Rik en Ed deinsden terug voor het wonder dat ze voor hun ogen zagen gebeuren. Ze draaiden zich om om weg te rennen. Toen klonk ook hier een stem. Het was een zware stem, zo streng dat Rik en Ed als aan de grond genageld bleven staan. Hij klonk echter niet dreigend, zoals die van de groenkoppige watergeesten. Hij scheen uit de opening tussen de rotsblokken te komen. Of ze het wilden of niet, ze moesten luisteren naar wat de stem te vertellen had.
‘Twee jongens uit de stad, hierheen gereisd om de Raleighvallen te bewonderen..., zo, zo, zo...’, klonk het, niet onvriendelijk, ‘zo ver van huis en nog wel tegen hun zin, midden in het bos, nieuwsgierig naar de grote sula, maar niet bedacht op de groenkoppige watergeesten die de sula als hun eigendom beschouwen en geen indringers dulden. Ze zijn er in geslaagd jullie af te schrikken, de ijdele groenkoppen die alleen maar vanaf een afstand bewonderd, maar vooral niet gestoord willen worden. Ze zijn onbetrouwbaar. Jullie waren gelukkig verstandig en namen de zijkant, ademden de betoverende bosgeur in en ontdekten de toegang tot De Steenwereld Van Yandabitana.’

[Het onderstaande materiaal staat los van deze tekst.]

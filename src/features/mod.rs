//! Kinematic features of the leading jet pair and the photon pair.
//!
//! [`DijetFeatures::derive`] is only meaningful once a dijet exists; otherwise every field keeps
//! the [`SENTINEL`] value from [`DijetFeatures::default`]. All azimuthal differences go through
//! [`delta_phi`].


use serde::{Deserialize, Serialize};
use std::collections::BTreeMap;
use tracing::warn;

use crate::constants::{CENTRALITY_ETA_EPSILON, DIJET_DIPHOTON_DPHI_CAP, SENTINEL};
use crate::event::{DiPhotonCandidate, Jet};
use crate::kinematics::{LorentzVector, delta_phi};

/// Named scalar inputs, ordered by name.
pub type FeatureMap = BTreeMap<String, f64>;

/// Number of named entries produced by [`DijetFeatures::entries`].
pub const DIJET_FEATURE_COUNT: usize = 32;

/// Derived features of one photon-pair candidate.
#[derive(Debug, Clone, Copy, PartialEq, Serialize, Deserialize)]
pub struct DijetFeatures {
    pub dijet_lead_eta: f64,
    pub dijet_sublead_eta: f64,
    pub dijet_abs_deta: f64,
    pub dijet_lead_pt: f64,
    pub dijet_sublead_pt: f64,
    pub dijet_pt: f64,

    /// `|dphi|` between the jet-pair and photon-pair systems.
    pub dijet_dipho_dphi: f64,
    /// [`Self::dijet_dipho_dphi`] saturated at 2.9416.
    pub dijet_dphi_trunc: f64,
    pub dijet_dphi: f64,

    /// pt of the two-jet plus two-photon system.
    pub dijet_dipho_pt: f64,

    /// Zeppenfeld variable `|eta_gg - (eta_j1 + eta_j2) / 2|`.
    pub dijet_zep: f64,
    pub dijet_centrality_gg: f64,
    pub dijet_centrality_g: f64,
    /// Never computed; kept so downstream consumers see a stable field set.
    pub dijet_centrality_j3: f64,
    pub dijet_mjj: f64,

    /// Negative cosine of the photon-pair polar angle in the four-body rest frame.
    pub cos_theta_star: f64,

    pub dipho_pt_over_m: f64,
    pub lead_pho_pt_over_m: f64,
    pub sublead_pho_pt_over_m: f64,
    pub dipho_signed_cos_phi: f64,
    pub dipho_cos_phi: f64,
    pub dipho_lead_eta: f64,
    pub dipho_sublead_eta: f64,
    pub dipho_lead_pt: f64,
    pub dipho_sublead_pt: f64,
    pub dipho_lead_phi: f64,
    pub dipho_sublead_phi: f64,
    pub dipho_sum_pt: f64,

    /// Smallest separation between either jet and either photon.
    pub dijet_min_dr_jet_pho: f64,
    /// `|y_jj - y_gg|`.
    pub dijet_dy: f64,
    pub dijet_lead_y: f64,
    pub dijet_sublead_y: f64,
}

impl Default for DijetFeatures {
    fn default() -> Self {
        Self {
            dijet_lead_eta: SENTINEL,
            dijet_sublead_eta: SENTINEL,
            dijet_abs_deta: SENTINEL,
            dijet_lead_pt: SENTINEL,
            dijet_sublead_pt: SENTINEL,
            dijet_pt: SENTINEL,
            dijet_dipho_dphi: SENTINEL,
            dijet_dphi_trunc: SENTINEL,
            dijet_dphi: SENTINEL,
            dijet_dipho_pt: SENTINEL,
            dijet_zep: SENTINEL,
            dijet_centrality_gg: SENTINEL,
            dijet_centrality_g: SENTINEL,
            dijet_centrality_j3: SENTINEL,
            dijet_mjj: SENTINEL,
            cos_theta_star: SENTINEL,
            dipho_pt_over_m: SENTINEL,
            lead_pho_pt_over_m: SENTINEL,
            sublead_pho_pt_over_m: SENTINEL,
            dipho_signed_cos_phi: SENTINEL,
            dipho_cos_phi: SENTINEL,
            dipho_lead_eta: SENTINEL,
            dipho_sublead_eta: SENTINEL,
            dipho_lead_pt: SENTINEL,
            dipho_sublead_pt: SENTINEL,
            dipho_lead_phi: SENTINEL,
            dipho_sublead_phi: SENTINEL,
            dipho_sum_pt: SENTINEL,
            dijet_min_dr_jet_pho: SENTINEL,
            dijet_dy: SENTINEL,
            dijet_lead_y: SENTINEL,
            dijet_sublead_y: SENTINEL,
        }
    }
}

impl DijetFeatures {
    /// Computes every feature from the resolved jet pair and the photons.
    ///
    /// A lead jet at `|eta| ~ 0` makes both centralities non-finite or meaningless; the value is
    /// still produced and a warning is logged.
    pub fn derive(lead: &LorentzVector, sublead: &LorentzVector, diphoton: &DiPhotonCandidate) -> Self {
        let pho1 = diphoton.leading.p4;
        let pho2 = diphoton.subleading.p4;
        let gg = pho1 + pho2;
        let jj = *lead + *sublead;
        let ggjj = gg + jj;

        let lead_eta = lead.eta();
        let sublead_eta = sublead.eta();
        let mean_jet_eta = 0.5 * (lead_eta + sublead_eta);

        let dijet_dipho_dphi = delta_phi(jj.phi(), gg.phi()).abs();
        let zep = (gg.eta() - mean_jet_eta).abs();
        let zep_g = (pho1.eta() - mean_jet_eta).abs();

        if lead_eta.abs() < CENTRALITY_ETA_EPSILON {
            warn!(lead_eta, zep, "degenerate centrality denominator");
        }

        let gg_mass = gg.mass();
        let signed_cos_phi = delta_phi(pho1.phi(), pho2.phi()).cos();

        let min_dr = [
            lead.delta_r(&pho1),
            sublead.delta_r(&pho1),
            lead.delta_r(&pho2),
            sublead.delta_r(&pho2),
        ]
        .into_iter()
        .fold(f64::INFINITY, f64::min);

        Self {
            dijet_lead_eta: lead_eta,
            dijet_sublead_eta: sublead_eta,
            dijet_abs_deta: (lead_eta - sublead_eta).abs(),
            dijet_lead_pt: lead.pt(),
            dijet_sublead_pt: sublead.pt(),
            dijet_pt: jj.pt(),
            dijet_dipho_dphi,
            dijet_dphi_trunc: dijet_dipho_dphi.min(DIJET_DIPHOTON_DPHI_CAP),
            dijet_dphi: delta_phi(lead.phi(), sublead.phi()).abs(),
            dijet_dipho_pt: ggjj.pt(),
            dijet_zep: zep,
            dijet_centrality_gg: centrality(zep, lead_eta),
            dijet_centrality_g: centrality(zep_g, lead_eta),
            dijet_centrality_j3: SENTINEL,
            dijet_mjj: jj.mass(),
            cos_theta_star: -gg.in_rest_frame_of(&ggjj).cos_theta(),
            dipho_pt_over_m: gg.pt() / gg_mass,
            lead_pho_pt_over_m: pho1.pt() / gg_mass,
            sublead_pho_pt_over_m: pho2.pt() / gg_mass,
            dipho_signed_cos_phi: signed_cos_phi,
            dipho_cos_phi: signed_cos_phi.abs(),
            dipho_lead_eta: pho1.eta(),
            dipho_sublead_eta: pho2.eta(),
            dipho_lead_pt: pho1.pt(),
            dipho_sublead_pt: pho2.pt(),
            dipho_lead_phi: pho1.phi(),
            dipho_sublead_phi: pho2.phi(),
            dipho_sum_pt: diphoton.sum_pt(),
            dijet_min_dr_jet_pho: min_dr,
            dijet_dy: (jj.rapidity() - gg.rapidity()).abs(),
            dijet_lead_y: lead.rapidity(),
            dijet_sublead_y: sublead.rapidity(),
        }
    }

    /// Every feature with the name downstream consumers know it by.
    pub fn entries(&self) -> [(&'static str, f64); DIJET_FEATURE_COUNT] {
        [
            ("dijet_leadEta", self.dijet_lead_eta),
            ("dijet_subleadEta", self.dijet_sublead_eta),
            ("dijet_abs_dEta", self.dijet_abs_deta),
            ("dijet_LeadJPt", self.dijet_lead_pt),
            ("dijet_SubJPt", self.dijet_sublead_pt),
            ("dijet_pt", self.dijet_pt),
            ("dijet_dipho_dphi", self.dijet_dipho_dphi),
            ("dijet_dphi_trunc", self.dijet_dphi_trunc),
            ("dijet_dphi", self.dijet_dphi),
            ("dijet_dipho_pt", self.dijet_dipho_pt),
            ("dijet_Zep", self.dijet_zep),
            ("dijet_centrality_gg", self.dijet_centrality_gg),
            ("dijet_centrality_g", self.dijet_centrality_g),
            ("dijet_centrality_j3", self.dijet_centrality_j3),
            ("dijet_Mjj", self.dijet_mjj),
            ("cosThetaStar", self.cos_theta_star),
            ("dipho_PToM", self.dipho_pt_over_m),
            ("leadPho_PToM", self.lead_pho_pt_over_m),
            ("sublPho_PToM", self.sublead_pho_pt_over_m),
            ("dipho_signed_cosphi", self.dipho_signed_cos_phi),
            ("dipho_cosphi", self.dipho_cos_phi),
            ("dipho_leadEta", self.dipho_lead_eta),
            ("dipho_subleadEta", self.dipho_sublead_eta),
            ("dipho_leadPt", self.dipho_lead_pt),
            ("dipho_subleadPt", self.dipho_sublead_pt),
            ("dipho_leadPhi", self.dipho_lead_phi),
            ("dipho_subleadPhi", self.dipho_sublead_phi),
            ("dipho_sumpt", self.dipho_sum_pt),
            ("dijet_minDRJetPho", self.dijet_min_dr_jet_pho),
            ("dijet_dy", self.dijet_dy),
            ("dijet_leady", self.dijet_lead_y),
            ("dijet_subleady", self.dijet_sublead_y),
        ]
    }

    pub fn to_map(&self) -> FeatureMap {
        self.entries()
            .into_iter()
            .map(|(name, value)| (name.to_string(), value))
            .collect()
    }

    /// True when no feature was computed.
    pub fn is_sentinel(&self) -> bool {
        self.entries().iter().all(|&(_, value)| value == SENTINEL)
    }
}

/// `exp(-4 (x / lead_eta)^2)`, unclamped.
#[inline]
fn centrality(x: f64, lead_eta: f64) -> f64 {
    (-4.0 * (x / lead_eta).powi(2)).exp()
}

/// Inputs of the hadronic DNN.
///
/// `lead_jet` and `sublead_jet` are the jets in the original rank slots; they only contribute
/// their b-tag sums, the kinematics come from the resolved pair in `features`.
pub fn vh_had_dnn_inputs(
    features: &DijetFeatures,
    lead: &LorentzVector,
    sublead: &LorentzVector,
    diphoton: &DiPhotonCandidate,
    lead_jet: &Jet,
    sublead_jet: &Jet,
) -> FeatureMap {
    let dipho_lead_eta = features.dipho_lead_eta;
    let dipho_sublead_eta = features.dipho_sublead_eta;

    [
        ("dipho_lead_ptoM", features.lead_pho_pt_over_m),
        ("dipho_leadEta", dipho_lead_eta),
        ("dipho_leadIDMVA", diphoton.leading.id_mva),
        ("dipho_sublead_ptoM", features.sublead_pho_pt_over_m),
        ("dipho_subleadEta", dipho_sublead_eta),
        ("dipho_subleadIDMVA", diphoton.subleading.id_mva),
        ("dipho_abs_dEta", (dipho_lead_eta - dipho_sublead_eta).abs()),
        (
            "dipho_abs_dPhi",
            delta_phi(features.dipho_lead_phi, features.dipho_sublead_phi).abs(),
        ),
        ("dijet_leadPt", features.dijet_lead_pt),
        ("dijet_leadEta", features.dijet_lead_eta),
        ("dijet_leadPhi", lead.phi()),
        ("jet1_btag", lead_jet.btag()),
        ("dijet_subleadPt", features.dijet_sublead_pt),
        ("dijet_subleadEta", features.dijet_sublead_eta),
        ("dijet_subleadPhi", sublead.phi()),
        ("jet2_btag", sublead_jet.btag()),
        ("dijet_Mjj", features.dijet_mjj),
        ("dijet_abs_dEta", features.dijet_abs_deta),
        ("cos_thetastar", features.cos_theta_star),
        ("dijet_minDRJetPho", features.dijet_min_dr_jet_pho),
    ]
    .into_iter()
    .map(|(name, value)| (name.to_string(), value))
    .collect()
}
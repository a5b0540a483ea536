//! Per-event driver of the hadronic channel.
//!
//! [`VhHadTagger`] owns a validated [`JetSelector`] and one [`VhHadScorer`]; both are built once
//! and reused read-only for every candidate of every event.

pub mod error;
pub mod types;


pub use error::TaggerError;
pub use types::{EventRecord, VhHadResult};

use tracing::{debug, info};

use crate::config::TaggerConfig;
use crate::event::{DiPhotonCandidate, Event, Jet};
use crate::features::{DijetFeatures, vh_had_dnn_inputs};
use crate::scoring::VhHadScorer;
use crate::selection::{JetSelectionConfig, JetSelector, Slot};

fn slot_jet(jets: &[Jet], slot: Option<Slot>) -> Option<&Jet> {
    slot.and_then(|s| jets.get(s.index))
}

#[derive(Debug)]
pub struct VhHadTagger {
    selector: JetSelector,
    scorer: VhHadScorer,
}

impl VhHadTagger {
    /// Validates the selection settings and loads the scoring model once.
    pub fn new(config: &TaggerConfig) -> Result<Self, TaggerError> {
        let selector = JetSelector::new(config.selection.clone())?;
        let scorer = VhHadScorer::from_config(&config.dnn)?;

        info!(
            merge_third_jet = config.selection.merge_third_jet,
            pu_mva = config.selection.pu_mva_enabled(),
            model_dir = ?config.dnn.model_dir,
            "Hadronic tagger ready"
        );

        Ok(Self { selector, scorer })
    }

    pub fn with_scorer(
        selection: JetSelectionConfig,
        scorer: VhHadScorer,
    ) -> Result<Self, TaggerError> {
        Ok(Self {
            selector: JetSelector::new(selection)?,
            scorer,
        })
    }

    pub fn selector(&self) -> &JetSelector {
        &self.selector
    }

    pub fn scorer(&self) -> &VhHadScorer {
        &self.scorer
    }

    /// Runs filter, rank, merge, features and scoring for one candidate.
    pub fn process_candidate(
        &self,
        jets: &[Jet],
        diphoton: &DiPhotonCandidate,
        diphoton_index: usize,
    ) -> Result<VhHadResult, TaggerError> {
        let selection = self.selector.select(jets, diphoton);
        let ranked = selection.ranked;

        let derived = selection.resolved.as_ref().and_then(|resolved| {
            let lead_jet = slot_jet(jets, ranked.lead)?;
            let sublead_jet = slot_jet(jets, ranked.sublead)?;
            let features = DijetFeatures::derive(&resolved.lead, &resolved.sublead, diphoton);
            let inputs = vh_had_dnn_inputs(
                &features,
                &resolved.lead,
                &resolved.sublead,
                diphoton,
                lead_jet,
                sublead_jet,
            );
            Some((features, inputs))
        });

        let scores = self
            .scorer
            .score(derived.as_ref().map(|(_, inputs)| inputs))?;
        let features = derived.map(|(features, _)| features).unwrap_or_default();

        let has_dijet = selection.has_dijet();
        let has_trijet = selection.has_trijet();
        let has_tetrajet = selection.has_tetrajet();
        let resolved = selection.resolved.as_ref();

        debug!(
            diphoton_index,
            stage = ?selection.stage,
            bkg = scores.bkg,
            sm = scores.sm,
            bsm = scores.bsm,
            "candidate processed"
        );

        Ok(VhHadResult {
            diphoton_index,
            lead_jet: ranked.lead.map(|s| s.index),
            sublead_jet: ranked.sublead.map(|s| s.index),
            third_jet: ranked.third.filter(|_| has_trijet).map(|s| s.index),
            fourth_jet: ranked.fourth.filter(|_| has_tetrajet).map(|s| s.index),
            lead_p4: resolved.map(|r| r.lead),
            sublead_p4: resolved.map(|r| r.sublead),
            third_p4: slot_jet(jets, ranked.third)
                .filter(|_| has_trijet)
                .map(|j| j.p4),
            fourth_p4: slot_jet(jets, ranked.fourth)
                .filter(|_| has_tetrajet)
                .map(|j| j.p4),
            has_dijet,
            has_trijet,
            has_tetrajet,
            stage: selection.stage,
            merged_into: resolved.and_then(|r| r.merged_into),
            n_rec_jets: ranked.n_jets,
            features,
            scores,
        })
    }

    /// One result per candidate, in candidate order.
    pub fn process_event(&self, event: &Event) -> Result<Vec<VhHadResult>, TaggerError> {
        let mut results = Vec::with_capacity(event.diphotons.len());

        for (index, diphoton) in event.diphotons.iter().enumerate() {
            let jets = event
                .jets_for(diphoton)
                .ok_or(TaggerError::MissingJetCollection {
                    index: diphoton.jet_collection_index,
                    available: event.jet_collections.len(),
                })?;
            results.push(self.process_candidate(jets, diphoton, index)?);
        }

        debug!(
            event_id = event.id,
            candidates = results.len(),
            with_dijet = results.iter().filter(|r| r.has_dijet).count(),
            "event processed"
        );

        Ok(results)
    }
}
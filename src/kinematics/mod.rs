//! Four-momentum arithmetic and angular helpers.
//!
//! Every azimuthal difference in the crate goes through [`delta_phi`], which wraps the raw
//! difference into `[-pi, pi]`. Raw subtraction of `phi` values is never correct here.

#[cfg(test)]
mod tests;

use serde::{Deserialize, Serialize};
use std::f64::consts::PI;
use std::iter::Sum;
use std::ops::{Add, AddAssign};

/// Pseudorapidity reported for a vector along the beam axis.
const BEAM_AXIS_ETA: f64 = 1e10;

/// Cartesian four-momentum `(px, py, pz, E)`.
#[derive(Debug, Clone, Copy, PartialEq, Default, Serialize, Deserialize)]
pub struct LorentzVector {
    pub px: f64,
    pub py: f64,
    pub pz: f64,
    pub e: f64,
}

impl LorentzVector {
    #[inline]
    pub const fn new(px: f64, py: f64, pz: f64, e: f64) -> Self {
        Self { px, py, pz, e }
    }

    /// Builds a vector from collider coordinates and invariant mass.
    pub fn from_pt_eta_phi_m(pt: f64, eta: f64, phi: f64, mass: f64) -> Self {
        let px = pt * phi.cos();
        let py = pt * phi.sin();
        let pz = pt * eta.sinh();
        let p2 = px * px + py * py + pz * pz;
        let e = (p2 + mass * mass).sqrt();
        Self { px, py, pz, e }
    }

    #[inline]
    pub fn pt(&self) -> f64 {
        self.px.hypot(self.py)
    }

    /// Magnitude of the three-momentum.
    #[inline]
    pub fn p(&self) -> f64 {
        (self.px * self.px + self.py * self.py + self.pz * self.pz).sqrt()
    }

    pub fn eta(&self) -> f64 {
        let pt = self.pt();
        if pt > 0.0 {
            (self.pz / pt).asinh()
        } else if self.pz == 0.0 {
            0.0
        } else {
            BEAM_AXIS_ETA.copysign(self.pz)
        }
    }

    #[inline]
    pub fn phi(&self) -> f64 {
        if self.px == 0.0 && self.py == 0.0 {
            0.0
        } else {
            self.py.atan2(self.px)
        }
    }

    /// Rapidity along the beam axis, `0.5 * ln((E + pz) / (E - pz))`.
    pub fn rapidity(&self) -> f64 {
        0.5 * ((self.e + self.pz) / (self.e - self.pz)).ln()
    }

    #[inline]
    pub fn mass2(&self) -> f64 {
        self.e * self.e - (self.px * self.px + self.py * self.py + self.pz * self.pz)
    }

    /// Invariant mass; space-like vectors report a negative mass.
    pub fn mass(&self) -> f64 {
        let m2 = self.mass2();
        if m2 < 0.0 { -(-m2).sqrt() } else { m2.sqrt() }
    }

    /// Velocity `(px/E, py/E, pz/E)` of the frame in which this vector is at rest.
    #[inline]
    pub fn boost_vector(&self) -> [f64; 3] {
        [self.px / self.e, self.py / self.e, self.pz / self.e]
    }

    /// Applies a Lorentz boost with velocity `beta`.
    ///
    /// Degenerate inputs (`|beta| >= 1`, zero energy frames) propagate as non-finite components.
    pub fn boosted(&self, beta: [f64; 3]) -> Self {
        let [bx, by, bz] = beta;
        let b2 = bx * bx + by * by + bz * bz;
        let gamma = 1.0 / (1.0 - b2).sqrt();
        let bp = bx * self.px + by * self.py + bz * self.pz;
        let gamma2 = if b2 > 0.0 { (gamma - 1.0) / b2 } else { 0.0 };

        Self {
            px: self.px + gamma2 * bp * bx + gamma * bx * self.e,
            py: self.py + gamma2 * bp * by + gamma * by * self.e,
            pz: self.pz + gamma2 * bp * bz + gamma * bz * self.e,
            e: gamma * (self.e + bp),
        }
    }

    /// Returns this vector expressed in the rest frame of `frame`.
    pub fn in_rest_frame_of(&self, frame: &LorentzVector) -> Self {
        let [bx, by, bz] = frame.boost_vector();
        self.boosted([-bx, -by, -bz])
    }

    /// Cosine of the polar angle; `1.0` for a null three-momentum.
    pub fn cos_theta(&self) -> f64 {
        let p = self.p();
        if p == 0.0 { 1.0 } else { self.pz / p }
    }

    /// Wrap-aware angular separation to `other`.
    #[inline]
    pub fn delta_r(&self, other: &LorentzVector) -> f64 {
        delta_r(self.eta(), self.phi(), other.eta(), other.phi())
    }
}

impl Add for LorentzVector {
    type Output = LorentzVector;

    #[inline]
    fn add(self, rhs: LorentzVector) -> LorentzVector {
        LorentzVector {
            px: self.px + rhs.px,
            py: self.py + rhs.py,
            pz: self.pz + rhs.pz,
            e: self.e + rhs.e,
        }
    }
}

impl AddAssign for LorentzVector {
    #[inline]
    fn add_assign(&mut self, rhs: LorentzVector) {
        *self = *self + rhs;
    }
}

impl Sum for LorentzVector {
    fn sum<I: Iterator<Item = LorentzVector>>(iter: I) -> Self {
        iter.fold(LorentzVector::default(), Add::add)
    }
}

/// Signed azimuthal difference `phi1 - phi2`, wrapped into `[-pi, pi]`.
pub fn delta_phi(phi1: f64, phi2: f64) -> f64 {
    let mut dphi = phi1 - phi2;
    if dphi > PI || dphi < -PI {
        dphi -= (2.0 * PI) * ((dphi + PI) / (2.0 * PI)).floor();
    }
    dphi
}

/// Angular separation in `(eta, phi)` with a wrap-aware azimuthal term.
pub fn delta_r(eta1: f64, phi1: f64, eta2: f64, phi2: f64) -> f64 {
    let deta = eta1 - eta2;
    let dphi = delta_phi(phi1, phi2);
    (deta * deta + dphi * dphi).sqrt()
}
//! Cross-cutting, shared constants.
//!
//! These are fixed by the trained scoring models and the reference selection; the tunable
//! thresholds live in the per-module config structs instead.

/// Placeholder stored in every feature and score that was not computed.
pub const SENTINEL: f64 = -999.0;

/// Placeholder used by the lepton channel for objects that are absent from the event.
pub const MISSING_OBJECT_DEFAULT: f64 = -100.0;

/// Running-maximum value of an empty rank slot.
pub const EMPTY_SLOT_PT: f64 = -1.0;

/// Jets with `|eta|` above this are outside the tracker and subject to the RMS shape cut.
pub const FORWARD_ETA_EDGE: f64 = 2.5;

/// Detector acceptance limit for jets.
pub const MAX_JET_ABS_ETA: f64 = 4.7;

/// Jets above this pt contribute to the jet multiplicity tally.
pub const JET_COUNT_PT_THRESHOLD: f64 = 30.0;

/// Saturation value for the jet-pair / photon-pair azimuthal separation.
pub const DIJET_DIPHOTON_DPHI_CAP: f64 = 2.9416;

/// `|eta|` edges of the pile-up MVA working-point bins: `(lo, hi]`, first bin closed at 0.
pub const PU_MVA_ETA_BINS: [(f64, f64); 4] = [(0.0, 2.50), (2.50, 2.75), (2.75, 3.00), (3.00, 10.0)];

/// Lower pt edge of the first pile-up MVA pt bin.
pub const PU_MVA_PT_BIN_1_LOW: f64 = 20.0;

/// Upper pt edge of the first bin (and lower edge of the second).
pub const PU_MVA_PT_BIN_1_HIGH: f64 = 30.0;

/// Upper pt edge of the second bin; above it jets always pass.
pub const PU_MVA_PT_BIN_2_HIGH: f64 = 50.0;

/// Lead-jet `|eta|` below which the centrality ratio is reported as degenerate.
pub const CENTRALITY_ETA_EPSILON: f64 = 1e-6;

/// Names of the hadronic DNN inputs, in the order the reference model was trained with.
pub const VH_HAD_DNN_INPUTS: [&str; 20] = [
    "dipho_lead_ptoM",
    "dipho_leadEta",
    "dipho_leadIDMVA",
    "dipho_sublead_ptoM",
    "dipho_subleadEta",
    "dipho_subleadIDMVA",
    "dipho_abs_dEta",
    "dipho_abs_dPhi",
    "dijet_leadPt",
    "dijet_leadEta",
    "dijet_leadPhi",
    "jet1_btag",
    "dijet_subleadPt",
    "dijet_subleadEta",
    "dijet_subleadPhi",
    "jet2_btag",
    "dijet_Mjj",
    "dijet_abs_dEta",
    "cos_thetastar",
    "dijet_minDRJetPho",
];

/// Default output classes of the hadronic DNN: background, standard model, anomalous coupling.
pub const VH_HAD_DNN_CLASSES: [&str; 3] = ["bkg", "sm", "bsm"];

Terwijl Rik en Ed naar de indrukwekkende stem luisterden, kregen ze een eigenaardig gevoel... De bezitter van de stem leek alles over hen te weten. Toen hij hen vervolgens uitnodigde om door de opening naar binnen te komen, leek het hun de gewoonste zaak van de wereld om die uitnodiging aan te nemen. Met gesloten ogen en vooruitgestrekte armen liepen de broers als slaapwandelaars achter elkaar door de opening De Steenwereld Van Yandabitana binnen, het onbekende tegemoet. Toen ze opnieuw het knarsende geluid hoorden, begrepen ze dat de opening in de rotsen zich achter hen gesloten had.